Insulin-like Growth Factor I and its Binding Proteins in Health, Aging and Disease

The insulin-like growth factors (IGFs) were discovered in 1956 by William D. Salmon Jr. and William H. Daughaday at Washington University, St Louis, USA. Initially IGFs were called sulfation factors because they were able to replace the sulfation factor activity of growth hormone (GH)(l). Moreover, the IGFs were found to be able to stimulate DNA synthesis , proteoglycan synthesis, glycosaminoglycan synthesis, and protein synthesis. In 1963 Froesch et al. from the University of Zurich, Switzerland, described excess insulin-like activity in serum. Only a small fraction of the insulin-like activity by normal serum on adipose tissue and muscle could be blocked by specific antibodies against insulin. The mediator of this excess insulin-like activity was not detectable with the radioimmunoassay developed for insulin in 1959, and was termed non-suppressible insulin-like activity (NSILA). Dulak and Temin demonstrated that serum-free medium conditioned by a rat hepatoma cell line contained mitogenic activity, which they termed multiplicationstimulating activity (MSA).

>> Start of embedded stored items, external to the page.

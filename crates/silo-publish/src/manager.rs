//! Publication manager
//!
//! `publish` snapshots a folder version, builds the plaintext index,
//! derives the per-mode share key, encrypts, mints the share ID, and
//! persists everything in one transaction. `resolve` hands back the
//! publication and its blob; decryption stays with the caller-facing
//! `open_*` helpers so the manager itself never holds a derived key
//! longer than one call.
//!
//! `revoke` sets expiry to now. Already-posted segments stay
//! addressable to anyone who captured their Message-IDs; that is the
//! nature of an append-only backing store.

use chrono::{Duration, Utc};
use rand::rngs::OsRng;
use rand::RngCore;
use std::collections::{HashMap, HashSet};

use crate::error::{PublishError, Result};
use crate::index::{
    IndexFile, IndexPack, PlaintextIndex, SegmentDescriptor, SegmentLocation, INDEX_FORMAT_VERSION,
};
use silo_core::config::KdfSettings;
use silo_core::types::{
    AccessLevel, AuthorizedUser, ChallengeId, ChallengeRecord, FileId, Folder, Publication,
    SegmentParent, SegmentRecord, ShareId, UserId,
};
use silo_crypto::access;
use silo_crypto::identity::{FolderKeys, UserKeys};
use silo_crypto::kdf::KdfCache;
use silo_crypto::obfuscate::mint_share_id;
use silo_crypto::CryptoError;
use silo_store::Store;

/// Caller-supplied publication parameters
#[derive(Clone, Debug, Default)]
pub struct PublishOptions {
    /// Required for PROTECTED shares
    pub password: Option<String>,
    /// Authorized set for PRIVATE shares
    pub authorized_users: Vec<UserId>,
    /// Hours until expiry; None = no expiry
    pub expiry_hours: Option<i64>,
}

/// Publication lifecycle over the entity store
pub struct PublicationManager {
    store: Store,
    kdf: KdfSettings,
    /// Memoizes scrypt outputs; PROTECTED shares re-derive the same key
    /// repeatedly in one session
    kdf_cache: KdfCache,
}

impl PublicationManager {
    pub fn new(store: Store, kdf: KdfSettings) -> Self {
        Self {
            store,
            kdf,
            kdf_cache: KdfCache::new(),
        }
    }

    /// Drop cached derived keys (session end, folder deletion)
    pub fn clear_key_cache(&self) {
        self.kdf_cache.clear();
    }

    /// Publish the folder's current version under a fresh share ID
    pub fn publish(
        &self,
        folder: &Folder,
        folder_keys: &FolderKeys,
        access: AccessLevel,
        opts: &PublishOptions,
    ) -> Result<ShareId> {
        let index = self.build_index(folder, folder_keys)?;
        let share_id = mint_share_id();

        let mut kdf = None;
        let mut authorized = Vec::new();
        let share_key = match access {
            AccessLevel::Public => access::share_key_public(&share_id, &folder.folder_id),
            AccessLevel::Private => {
                let key = access::mint_private_share_key();
                for user_id in &opts.authorized_users {
                    let user = self.store.get_user(user_id)?;
                    authorized.push(access::authorize_user(
                        &share_id,
                        &user.ed25519_public,
                        &user.x25519_public,
                        &key,
                    )?);
                }
                key
            }
            AccessLevel::Protected => {
                let password = opts
                    .password
                    .as_deref()
                    .ok_or(PublishError::PasswordRequired)?;
                let share_kdf = access::mint_share_kdf(&self.kdf);
                let key = access::share_key_protected(password, &share_kdf)?;
                kdf = Some(share_kdf);
                key
            }
        };

        let blob = index.seal(&share_key)?;
        let now = Utc::now();
        let publication = Publication {
            share_id: share_id.clone(),
            folder_id: folder.folder_id,
            folder_version: folder.current_version,
            access,
            kdf,
            created_at: now,
            expires_at: opts.expiry_hours.map(|h| now + Duration::hours(h)),
            access_count: 0,
        };

        self.store
            .create_publication(&publication, &blob, &authorized)?;

        tracing::info!(
            share = %share_id,
            folder = %folder.folder_id,
            version = folder.current_version,
            ?access,
            files = index.files.len(),
            packs = index.packs.len(),
            "published share"
        );
        Ok(share_id)
    }

    /// Load the publication and its encrypted blob. The manager never
    /// derives the key here.
    pub fn resolve(&self, share_id: &ShareId) -> Result<(Publication, Vec<u8>)> {
        let mut publication = self
            .store
            .get_publication(share_id)
            .map_err(|_| PublishError::UnknownShare(share_id.clone()))?;

        if publication.is_expired(Utc::now()) {
            return Err(PublishError::Expired(share_id.clone()));
        }

        publication.access_count += 1;
        self.store.put_publication(&publication)?;

        let blob = self.store.get_publication_blob(share_id)?;
        Ok((publication, blob))
    }

    /// Expire a share now. Does not and cannot unpost articles.
    pub fn revoke(&self, share_id: &ShareId) -> Result<()> {
        let mut publication = self
            .store
            .get_publication(share_id)
            .map_err(|_| PublishError::UnknownShare(share_id.clone()))?;
        publication.expires_at = Some(Utc::now());
        self.store.put_publication(&publication)?;
        tracing::info!(share = %share_id, "revoked share");
        Ok(())
    }

    /// Extend a PRIVATE share's authorized set (the only permitted
    /// post-creation mutation)
    pub fn add_authorized_user(&self, share_id: &ShareId, user_id: &UserId) -> Result<()> {
        let publication = self
            .store
            .get_publication(share_id)
            .map_err(|_| PublishError::UnknownShare(share_id.clone()))?;
        if publication.access != AccessLevel::Private {
            return Err(PublishError::WrongAccessLevel(publication.access));
        }
        // the share key is not recoverable server-side; re-wrap requires
        // an existing member, so this entry starts commitment-only and
        // is completed by the owner client
        let user = self.store.get_user(user_id)?;
        let entry = AuthorizedUser {
            share_id: share_id.clone(),
            commitment: access::commitment(share_id, &user.ed25519_public),
            ed25519_public: user.ed25519_public,
            wrapped_share_key: Vec::new(),
        };
        self.store.add_authorized_user(&entry)?;
        Ok(())
    }

    /// Decrypt a PUBLIC share's index; the key derives from the handle
    pub fn open_public(&self, publication: &Publication, blob: &[u8]) -> Result<PlaintextIndex> {
        if publication.access != AccessLevel::Public {
            return Err(PublishError::WrongAccessLevel(publication.access));
        }
        let key = access::share_key_public(&publication.share_id, &publication.folder_id);
        PlaintextIndex::open(blob, &key)
    }

    /// Decrypt a PROTECTED share's index with a password. A wrong
    /// password surfaces as [`PublishError::BadPassword`]; no segment
    /// fetch ever starts.
    pub fn open_protected(
        &self,
        publication: &Publication,
        blob: &[u8],
        password: &str,
    ) -> Result<PlaintextIndex> {
        if publication.access != AccessLevel::Protected {
            return Err(PublishError::WrongAccessLevel(publication.access));
        }
        let kdf = publication
            .kdf
            .as_ref()
            .ok_or(PublishError::MalformedIndex)?;
        let key = self.kdf_cache.scrypt_raw(
            password.as_bytes(),
            &kdf.salt,
            kdf.scrypt_log_n,
            kdf.scrypt_r,
            kdf.scrypt_p,
        )?;
        match PlaintextIndex::open(blob, &key) {
            Err(PublishError::Crypto(CryptoError::TagMismatch)) => Err(PublishError::BadPassword),
            other => other,
        }
    }

    /// Run the challenge-response flow for a PRIVATE share and decrypt
    /// its index. The whole exchange happens in the local client; no
    /// observer learns which user accessed which share.
    pub fn open_private(
        &self,
        publication: &Publication,
        blob: &[u8],
        user: &UserKeys,
    ) -> Result<PlaintextIndex> {
        if publication.access != AccessLevel::Private {
            return Err(PublishError::WrongAccessLevel(publication.access));
        }
        let authorized = self.store.authorized_users(&publication.share_id)?;

        let challenge = access::mint_challenge();
        let mut id_bytes = [0u8; 16];
        OsRng.fill_bytes(&mut id_bytes);
        let challenge_id = ChallengeId::new(id_bytes);
        self.store.put_challenge(&ChallengeRecord {
            challenge_id,
            share_id: publication.share_id.clone(),
            challenge,
            issued_at: Utc::now(),
            used: false,
        })?;

        let proof = access::prove_access(user, &challenge, &publication.share_id);
        let verified = access::verify_access(
            &authorized,
            &user.ed25519_public(),
            &challenge,
            &publication.share_id,
            &proof,
        );

        // challenges are single-use regardless of the verdict
        self.store.delete_challenge(&challenge_id)?;
        let entry = verified.map_err(|_| PublishError::PermissionDenied)?;

        let key =
            access::recover_share_key(entry, user).map_err(|_| PublishError::PermissionDenied)?;
        PlaintextIndex::open(blob, &key)
    }

    /// Gather the folder snapshot into a plaintext index. Every logical
    /// segment must have at least one posted copy.
    fn build_index(&self, folder: &Folder, folder_keys: &FolderKeys) -> Result<PlaintextIndex> {
        let version = folder.current_version;
        let mut files = Vec::new();
        let mut missing = 0u64;
        let mut small_files: HashSet<FileId> = HashSet::new();

        for row in self.store.stream_snapshot(&folder.folder_id, version)? {
            let file = row?;
            let segments = collect_descriptors(
                self.store
                    .stream_segments(&SegmentParent::File(file.file_id))?
                    .collect::<std::result::Result<Vec<_>, _>>()?,
                &mut missing,
            );
            if segments.is_empty() {
                small_files.insert(file.file_id);
            }
            files.push(IndexFile {
                file_id: file.file_id,
                rel_path: file.rel_path,
                size: file.size,
                sha256: file.sha256,
                mime: file.mime,
                segments,
            });
        }

        // small files live in pack groups; choose the newest group (up
        // to the snapshot version) covering each file id
        let mut chosen: HashMap<FileId, silo_core::types::PackGroup> = HashMap::new();
        for group in self.store.stream_all_pack_groups(&folder.folder_id)? {
            let group = group?;
            if group.folder_version > version {
                continue;
            }
            for entry in &group.entries {
                if small_files.contains(&entry.file_id) {
                    // version-ascending stream: later groups overwrite
                    chosen.insert(entry.file_id, group.clone());
                }
            }
        }

        let mut packs: Vec<IndexPack> = Vec::new();
        for group in chosen.into_values() {
            if packs.iter().any(|p| p.pack_id == group.pack_id) {
                continue;
            }
            let records = self
                .store
                .stream_segments(&SegmentParent::Pack(group.pack_id))?
                .collect::<std::result::Result<Vec<_>, _>>()?;
            let mut descriptors = collect_descriptors(records, &mut missing);
            if let Some(segment) = descriptors.pop() {
                packs.push(IndexPack {
                    pack_id: group.pack_id,
                    total_length: group.total_length,
                    entries: group.entries,
                    segment,
                });
            }
        }
        packs.sort_by_key(|p| p.pack_id.to_hex());

        if missing > 0 {
            return Err(PublishError::UploadIncomplete { missing });
        }

        Ok(PlaintextIndex {
            format_version: INDEX_FORMAT_VERSION,
            folder_id: folder.folder_id,
            folder_version: version,
            data_key: *folder_keys.data_key,
            files,
            packs,
        })
    }
}

/// Fold segment rows (all copies) into per-index descriptors with their
/// posted locations; count logical segments with no surviving copy
fn collect_descriptors(rows: Vec<SegmentRecord>, missing: &mut u64) -> Vec<SegmentDescriptor> {
    let mut descriptors: Vec<SegmentDescriptor> = Vec::new();
    for row in rows {
        let descriptor = match descriptors
            .iter_mut()
            .find(|d| d.segment_index == row.segment_index)
        {
            Some(d) => d,
            None => {
                descriptors.push(SegmentDescriptor {
                    segment_index: row.segment_index,
                    offset: row.offset,
                    length: row.length,
                    sha256: row.sha256,
                    locations: Vec::new(),
                });
                descriptors.last_mut().expect("just pushed")
            }
        };
        if let Some(message_id) = row.message_id {
            descriptor.locations.push(SegmentLocation {
                redundancy: row.redundancy,
                message_id,
                usenet_subject: row.subjects.usenet,
            });
        }
    }
    descriptors.sort_by_key(|d| d.segment_index);
    *missing += descriptors.iter().filter(|d| d.locations.is_empty()).count() as u64;
    descriptors
}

In 1972 these three apparently distinct peptides (sulfation factor, NSILA, MSA) were unified under the term somatomedin, because it apparently mediated the actions of GH (also called somatotropin). In 1978 Rinderknecht and Humbel purified somatomedin from serum, and it turned out to be two closely related peptides, which were termed Insulin-like growth factor-I (IGF-I) and Insulin-like growth factor-II (IGF-II).